I was a young, bright-eyed college freshman when I snuck away from my roomies and found some alone space at the top of Dorman Hall’s stairwell. I brought my guitar, the one Dad had played in his Jesus-loving hippie revivals in Venice Beach.

My fingers strummed away, interchanging chords, hoping to find some melody to become the venue for my soul to express its pain. And I happened upon some chord pattern, just enough to write a song to my sister.

My sister whose actions told me that, although we started this journey together—

this bold adventure of following Christ at the nation’s 2nd foremost party school,

it wasn’t looking like we’d continue the journey together…

at least for now.

I sang out my hurt, I sang out my bewilderment, I sang out my sense of loss of friendship.

The chorus of my song, I fear, I’ll have the opportunity to sing time and time again:

Here we are, waiting
Waiting for you to come
And we’re all praying,
Praying that you know we still love you
And should your feet turn home--
Know we’ll meet you on that road.

Because that’s the nature of The Road.

The road that Jesus has beckoned me, and you, to, is one less traveled. Jesus himself called it “narrow,” and spoke of how so few take it.

Along the way so many different and diverse Jesus-lovers have intersected paths with mine, and I’ve learned to love and fight fair, to forgive and honor and to (I suck at this) try to put others’ wants over mine. I’ve disagreed with many—over theology and practices, stupid things and essential things—but I’ve cherished these travelers and have fought to bring myself back to a place of love.

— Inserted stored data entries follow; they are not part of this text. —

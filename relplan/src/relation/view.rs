use std::sync::Arc;

use itertools::Itertools;

use crate::degree::DegreeConstraint;
use crate::error::{SchemaError, SchemaResult};
use crate::relation::{AccessPaths, Lookup, PartialBinding, Relation, TableRelation};
use crate::source::Source;
use crate::value::DataType;

/// A table relation with its attributes in another order.
///
/// The view shares the base relation's sources, so a table sorted on `(a, b)` can be handed to
/// a caller that expects `(b, a)` without copying it. Views are built once and shared, they keep
/// no per query state.
#[derive(Debug)]
pub struct ViewRelation {
    base: Arc<TableRelation>,
    names: Vec<String>,
    types: Vec<DataType>,
    /// View attribute `i` is base attribute `order[i]`.
    order: Vec<usize>,
}

impl ViewRelation {
    pub fn new<S: AsRef<str>>(base: Arc<TableRelation>, order: &[S]) -> SchemaResult<Self> {
        let invalid = || {
            SchemaError::InvalidViewOrder(order.iter().map(|s| s.as_ref().to_string()).collect())
        };

        let indices = order
            .iter()
            .map(|name| base.attribute_index(name.as_ref()))
            .collect::<Option<Vec<_>>>()
            .ok_or_else(invalid)?;
        if indices.len() != base.attribute_names().len() || !indices.iter().all_unique() {
            return Err(invalid());
        }

        Ok(Self {
            names: indices
                .iter()
                .map(|&i| base.attribute_names()[i].clone())
                .collect(),
            types: indices.iter().map(|&i| base.attribute_types()[i]).collect(),
            order: indices,
            base,
        })
    }

    pub fn base(&self) -> &Arc<TableRelation> {
        &self.base
    }
}

impl Relation for ViewRelation {
    fn attribute_names(&self) -> &[String] {
        &self.names
    }

    fn attribute_types(&self) -> &[DataType] {
        &self.types
    }

    fn degree_constraints(&self) -> &[DegreeConstraint] {
        self.base.degree_constraints()
    }

    fn lookup(&self, binding: &PartialBinding) -> Lookup<'_> {
        self.base.lookup(binding).permuted(&self.order)
    }
}

impl AccessPaths for ViewRelation {
    fn sources(&self) -> &[Source] {
        self.base.sources()
    }

    fn serves_lookup(&self, source: usize) -> bool {
        self.base.serves_lookup(source)
    }
}

#[cfg(test)]
mod tests {
    use super::*;
    use crate::test_utils::{rows, table_source};
    use crate::value::{Tuple, Value};
    use maplit::btreemap;
    use smallvec::smallvec;

    fn base() -> Arc<TableRelation> {
        let relation = TableRelation::new(
            vec!["a", "b"],
            vec![DataType::Int, DataType::Str],
            vec![],
            vec![table_source(rows(&[&[1, 2], &[1, 3], &[2, 2]]), &["a", "b"], vec![0, 1], None)],
        )
        .unwrap();
        Arc::new(relation)
    }

    #[test]
    fn test_view_permutes_tuples() {
        let view = ViewRelation::new(base(), &["b", "a"]).unwrap();
        assert_eq!(&["b", "a"], view.attribute_names());
        assert_eq!(&[DataType::Str, DataType::Int], view.attribute_types());

        let lookup = view.lookup(&btreemap! {"a".to_string() => Value::from(1)});
        assert!(lookup.path().exact);
        let tuples: Vec<Tuple> = lookup.iter().collect();
        let expected: Vec<Tuple> = vec![
            smallvec![Value::from(2), Value::from(1)],
            smallvec![Value::from(3), Value::from(1)],
        ];
        assert_eq!(expected, tuples);
    }

    #[test]
    fn test_view_order_must_be_permutation() {
        for order in [vec!["a"], vec!["a", "a"], vec!["a", "c"]] {
            let err = ViewRelation::new(base(), &order[..]).unwrap_err();
            assert!(matches!(err, SchemaError::InvalidViewOrder(_)));
        }
    }
}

Over the years, I’ve made indescribable and invaluable ties with the ones whose journeys have coincided with mine. Whether it’s partnering in ministry, or learning something together, or discovering that

you, too, are not alone in your struggle, 

these ties are what make The Road less lonely and less difficult. They lessen the time it takes to get back up when you stumble,

or when you stalemate. 

These ties are essential to The Road—Jesus couldn’t conceive a journey without them.

So it only makes sense that I’ll feel the pain I felt that freshman year

again,

and again,

and again.

The beauty of my God is that he gives us choice and some of my dearest friends I’ve walked alongside

choose

to


leave

The

Road.

The raw emotion still resonates within, memories of others’ leaving flash before my soul’s eye, and I remember praying to discern what my role should be. Eventually, I would release them to their decision and pray God they’ll return someday.

I don’t ever want to lose this sense of loss.

I don’t want a hardened heart, one jaded by years of traveling. 

I don’t want to not feel this pain when a friend makes a detour and tells me not to follow. 

As I freely embrace the joys of following Christ—the victories and celebrations and freedom-stories—may I freely embrace its sorrows.

Because that’s the nature of The Road.